Saved data entries:
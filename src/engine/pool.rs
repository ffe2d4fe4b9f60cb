//! Bounded execution of blocking engine calls.
//!
//! Every translate and synthesize call runs on tokio's blocking pool behind a
//! shared semaphore, so a burst of utterances cannot start more engine calls
//! than `engine_concurrency`, and each call is bounded by a timeout. A call
//! that times out keeps its permit until the engine actually returns.

use crate::engine::synthesizer::Synthesizer;
use crate::engine::translator::Translator;
use crate::error::{LiveTransError, Result};
use crate::session::LanguageTag;
use std::sync::Arc;
use std::time::Duration;
use tokio::sync::Semaphore;

#[derive(Clone)]
pub struct EnginePool {
    translator: Arc<dyn Translator>,
    synthesizer: Arc<dyn Synthesizer>,
    semaphore: Arc<Semaphore>,
    timeout: Duration,
}

impl EnginePool {
    pub fn new(
        translator: Arc<dyn Translator>,
        synthesizer: Arc<dyn Synthesizer>,
        max_concurrent: usize,
        timeout: Duration,
    ) -> Self {
        Self {
            translator,
            synthesizer,
            semaphore: Arc::new(Semaphore::new(max_concurrent.max(1))),
            timeout,
        }
    }

    pub fn translator_name(&self) -> &str {
        self.translator.name()
    }

    pub fn synthesizer_name(&self) -> &str {
        self.synthesizer.name()
    }

    /// Output sample rate of the synthesizer.
    pub fn synthesis_rate(&self) -> u32 {
        self.synthesizer.sample_rate()
    }

    /// Permits currently free.
    pub fn available(&self) -> usize {
        self.semaphore.available_permits()
    }

    pub async fn translate(
        &self,
        text: &str,
        source: &LanguageTag,
        target: &LanguageTag,
    ) -> Result<String> {
        let translator = self.translator.clone();
        let text = text.to_string();
        let source = source.clone();
        let target = target.clone();
        self.run("translate", move || {
            translator.translate(&text, &source, &target)
        })
        .await
    }

    pub async fn synthesize(
        &self,
        text: &str,
        lang: &LanguageTag,
        voice: Option<&str>,
    ) -> Result<Vec<u8>> {
        let synthesizer = self.synthesizer.clone();
        let text = text.to_string();
        let lang = lang.clone();
        let voice = voice.map(str::to_string);
        self.run("synthesize", move || {
            synthesizer.synthesize(&text, &lang, voice.as_deref())
        })
        .await
    }

    async fn run<T, F>(&self, operation: &str, call: F) -> Result<T>
    where
        T: Send + 'static,
        F: FnOnce() -> Result<T> + Send + 'static,
    {
        let timeout_error = || LiveTransError::EngineTimeout {
            operation: operation.to_string(),
            timeout_ms: self.timeout.as_millis() as u64,
        };

        // Waiting for a permit counts against the call's time budget.
        let deadline = tokio::time::Instant::now() + self.timeout;
        let permit = tokio::time::timeout_at(deadline, self.semaphore.clone().acquire_owned())
            .await
            .map_err(|_| timeout_error())?
            .map_err(|_| LiveTransError::Other("engine pool closed".to_string()))?;

        let handle = tokio::task::spawn_blocking(move || {
            let _permit = permit; // Hold permit until the engine returns
            call()
        });

        match tokio::time::timeout_at(deadline, handle).await {
            Ok(Ok(result)) => result,
            Ok(Err(e)) => Err(LiveTransError::Other(format!(
                "{} task panicked: {}",
                operation, e
            ))),
            Err(_) => Err(timeout_error()),
        }
    }
}
//! Backend selection by name.

use crate::config::Config;
use crate::engine::recognizer::{Recognizer, ScriptedRecognizer};
use crate::engine::synthesizer::{SilenceSynthesizer, Synthesizer, ToneSynthesizer};
use crate::engine::translator::{MockTranslator, PassthroughTranslator, Translator};
use crate::error::{LiveTransError, Result};
use std::sync::Arc;

pub const RECOGNIZER_BACKENDS: &[&str] = &["scripted"];
pub const TRANSLATOR_BACKENDS: &[&str] = &["passthrough", "http", "mock"];
pub const SYNTHESIZER_BACKENDS: &[&str] = &["tone", "silence"];

/// Engine clients shared by every stage of a session.
#[derive(Clone)]
pub struct Engines {
    pub recognizer: Arc<dyn Recognizer>,
    pub translator: Arc<dyn Translator>,
    pub synthesizer: Arc<dyn Synthesizer>,
}

impl Engines {
    pub fn new(
        recognizer: Arc<dyn Recognizer>,
        translator: Arc<dyn Translator>,
        synthesizer: Arc<dyn Synthesizer>,
    ) -> Self {
        Self {
            recognizer,
            translator,
            synthesizer,
        }
    }

    /// Builds the backends named in `config.engines`.
    pub fn from_config(config: &Config) -> Result<Self> {
        let engines = &config.engines;
        let recognizer = build_recognizer(config)?;
        let translator = build_translator(config)?;
        let synthesizer: Arc<dyn Synthesizer> = match engines.synthesizer.as_str() {
            "tone" => Arc::new(ToneSynthesizer::new(config.audio.sample_rate)),
            "silence" => Arc::new(SilenceSynthesizer::new(config.audio.sample_rate)),
            other => return Err(unknown("synthesizer", other)),
        };

        tracing::info!(
            recognizer = recognizer.name(),
            translator = translator.name(),
            synthesizer = synthesizer.name(),
            "engines ready"
        );
        Ok(Self::new(recognizer, translator, synthesizer))
    }
}

fn unknown(role: &str, name: &str) -> LiveTransError {
    LiveTransError::UnknownBackend {
        role: role.to_string(),
        name: name.to_string(),
    }
}

fn build_recognizer(config: &Config) -> Result<Arc<dyn Recognizer>> {
    match config.engines.recognizer.as_str() {
        "scripted" => {
            let recognizer = match &config.engines.script {
                Some(path) => ScriptedRecognizer::from_file(path)?,
                None => ScriptedRecognizer::default(),
            };
            Ok(Arc::new(recognizer))
        }
        other => Err(unknown("recognizer", other)),
    }
}

fn build_translator(config: &Config) -> Result<Arc<dyn Translator>> {
    match config.engines.translator.as_str() {
        "passthrough" => Ok(Arc::new(PassthroughTranslator)),
        "mock" => Ok(Arc::new(MockTranslator::new())),
        "http" => build_http_translator(config),
        other => Err(unknown("translator", other)),
    }
}

#[cfg(feature = "http")]
fn build_http_translator(config: &Config) -> Result<Arc<dyn Translator>> {
    let url = config
        .engines
        .translate_url
        .as_deref()
        .ok_or_else(|| LiveTransError::ConfigInvalidValue {
            key: "engines.translate_url".to_string(),
            message: "required by the http translator".to_string(),
        })?;
    Ok(Arc::new(crate::engine::translator::HttpTranslator::new(
        url,
        config.engines.translate_api_key.clone(),
    )))
}

#[cfg(not(feature = "http"))]
fn build_http_translator(_config: &Config) -> Result<Arc<dyn Translator>> {
    Err(LiveTransError::ConfigInvalidValue {
        key: "engines.translator".to_string(),
        message: "built without the http feature".to_string(),
    })
}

» **Work instructions**: Each line of the records belongs in the answer, reproduced exactly.

» **Reply**:
filename src/engine/pool.rs
repository ffe2d4fe4b9f60cb
//! Bounded execution of blocking engine calls.
//!
//! Every translate and synthesize call runs on tokio's blocking pool behind a
//! shared semaphore, so a burst of utterances cannot start more engine calls
//! than `engine_concurrency`, and each call is bounded by a timeout. A call
//! that times out keeps its permit until the engine actually returns.

use crate::engine::synthesizer::Synthesizer;
use crate::engine::translator::Translator;
use crate::error::{LiveTransError, Result};
use crate::session::LanguageTag;
use std::sync::Arc;
use std::time::Duration;
use tokio::sync::Semaphore;

#[derive(Clone)]
pub struct EnginePool {
    translator: Arc<dyn Translator>,
    synthesizer: Arc<dyn Synthesizer>,
    semaphore: Arc<Semaphore>,
    timeout: Duration,
}

impl EnginePool {
    pub fn new(
        translator: Arc<dyn Translator>,
        synthesizer: Arc<dyn Synthesizer>,
        max_concurrent: usize,
        timeout: Duration,
    ) -> Self {
        Self {
            translator,
            synthesizer,
            semaphore: Arc::new(Semaphore::new(max_concurrent.max(1))),
            timeout,
        }
    }

    pub fn translator_name(&self) -> &str {
        self.translator.name()
    }

    pub fn synthesizer_name(&self) -> &str {
        self.synthesizer.name()
    }

    /// Output sample rate of the synthesizer.
    pub fn synthesis_rate(&self) -> u32 {
        self.synthesizer.sample_rate()
    }

    /// Permits currently free.
    pub fn available(&self) -> usize {
        self.semaphore.available_permits()
    }

    pub async fn translate(
        &self,
        text: &str,
        source: &LanguageTag,
        target: &LanguageTag,
    ) -> Result<String> {
        let translator = self.translator.clone();
        let text = text.to_string();
        let source = source.clone();
        let target = target.clone();
        self.run("translate", move || {
            translator.translate(&text, &source, &target)
        })
        .await
    }

    pub async fn synthesize(
        &self,
        text: &str,
        lang: &LanguageTag,
        voice: Option<&str>,
    ) -> Result<Vec<u8>> {
        let synthesizer = self.synthesizer.clone();
        let text = text.to_string();
        let lang = lang.clone();
        let voice = voice.map(str::to_string);
        self.run("synthesize", move || {
            synthesizer.synthesize(&text, &lang, voice.as_deref())
        })
        .await
    }

    async fn run<T, F>(&self, operation: &str, call: F) -> Result<T>
    where
        T: Send + 'static,
        F: FnOnce() -> Result<T> + Send + 'static,
    {
        let timeout_error = || LiveTransError::EngineTimeout {
            operation: operation.to_string(),
            timeout_ms: self.timeout.as_millis() as u64,
        };

        // Waiting for a permit counts against the call's time budget.
        let deadline = tokio::time::Instant::now() + self.timeout;
        let permit = tokio::time::timeout_at(deadline, self.semaphore.clone().acquire_owned())
            .await
            .map_err(|_| timeout_error())?
            .map_err(|_| LiveTransError::Other("engine pool closed".to_string()))?;

        let handle = tokio::task::spawn_blocking(move || {
            let _permit = permit; // Hold permit until the engine returns
            call()
        });

        match tokio::time::timeout_at(deadline, handle).await {
            Ok(Ok(result)) => result,
            Ok(Err(e)) => Err(LiveTransError::Other(format!(
                "{} task panicked: {}",
                operation, e
            ))),
            Err(_) => Err(timeout_error()),
        }
    }
}
//! Backend selection by name.

use crate::config::Config;
use crate::engine::recognizer::{Recognizer, ScriptedRecognizer};
use crate::engine::synthesizer::{SilenceSynthesizer, Synthesizer, ToneSynthesizer};
use crate::engine::translator::{MockTranslator, PassthroughTranslator, Translator};
use crate::error::{LiveTransError, Result};
use std::sync::Arc;

pub const RECOGNIZER_BACKENDS: &[&str] = &["scripted"];
pub const TRANSLATOR_BACKENDS: &[&str] = &["passthrough", "http", "mock"];
pub const SYNTHESIZER_BACKENDS: &[&str] = &["tone", "silence"];

/// Engine clients shared by every stage of a session.
#[derive(Clone)]
pub struct Engines {
    pub recognizer: Arc<dyn Recognizer>,
    pub translator: Arc<dyn Translator>,
    pub synthesizer: Arc<dyn Synthesizer>,
}

impl Engines {
    pub fn new(
        recognizer: Arc<dyn Recognizer>,
        translator: Arc<dyn Translator>,
        synthesizer: Arc<dyn Synthesizer>,
    ) -> Self {
        Self {
            recognizer,
            translator,
            synthesizer,
        }
    }

    /// Builds the backends named in `config.engines`.
    pub fn from_config(config: &Config) -> Result<Self> {
        let engines = &config.engines;
        let recognizer = build_recognizer(config)?;
        let translator = build_translator(config)?;
        let synthesizer: Arc<dyn Synthesizer> = match engines.synthesizer.as_str() {
            "tone" => Arc::new(ToneSynthesizer::new(config.audio.sample_rate)),
            "silence" => Arc::new(SilenceSynthesizer::new(config.audio.sample_rate)),
            other => return Err(unknown("synthesizer", other)),
        };

        tracing::info!(
            recognizer = recognizer.name(),
            translator = translator.name(),
            synthesizer = synthesizer.name(),
            "engines ready"
        );
        Ok(Self::new(recognizer, translator, synthesizer))
    }
}

fn unknown(role: &str, name: &str) -> LiveTransError {
    LiveTransError::UnknownBackend {
        role: role.to_string(),
        name: name.to_string(),
    }
}

fn build_recognizer(config: &Config) -> Result<Arc<dyn Recognizer>> {
    match config.engines.recognizer.as_str() {
        "scripted" => {
            let recognizer = match &config.engines.script {
                Some(path) => ScriptedRecognizer::from_file(path)?,
                None => ScriptedRecognizer::default(),
            };
            Ok(Arc::new(recognizer))
        }
        other => Err(unknown("recognizer", other)),
    }
}

fn build_translator(config: &Config) -> Result<Arc<dyn Translator>> {
    match config.engines.translator.as_str() {
        "passthrough" => Ok(Arc::new(PassthroughTranslator)),
        "mock" => Ok(Arc::new(MockTranslator::new())),
        "http" => build_http_translator(config),
        other => Err(unknown("translator", other)),
    }
}

#[cfg(feature = "http")]
fn build_http_translator(config: &Config) -> Result<Arc<dyn Translator>> {
    let url = config
        .engines
        .translate_url
        .as_deref()
        .ok_or_else(|| LiveTransError::ConfigInvalidValue {
            key: "engines.translate_url".to_string(),
            message: "required by the http translator".to_string(),
        })?;
    Ok(Arc::new(crate::engine::translator::HttpTranslator::new(
        url,
        config.engines.translate_api_key.clone(),
    )))
}

#[cfg(not(feature = "http"))]
fn build_http_translator(_config: &Config) -> Result<Arc<dyn Translator>> {
    Err(LiveTransError::ConfigInvalidValue {
        key: "engines.translator".to_string(),
        message: "built without the http feature".to_string(),
    })
}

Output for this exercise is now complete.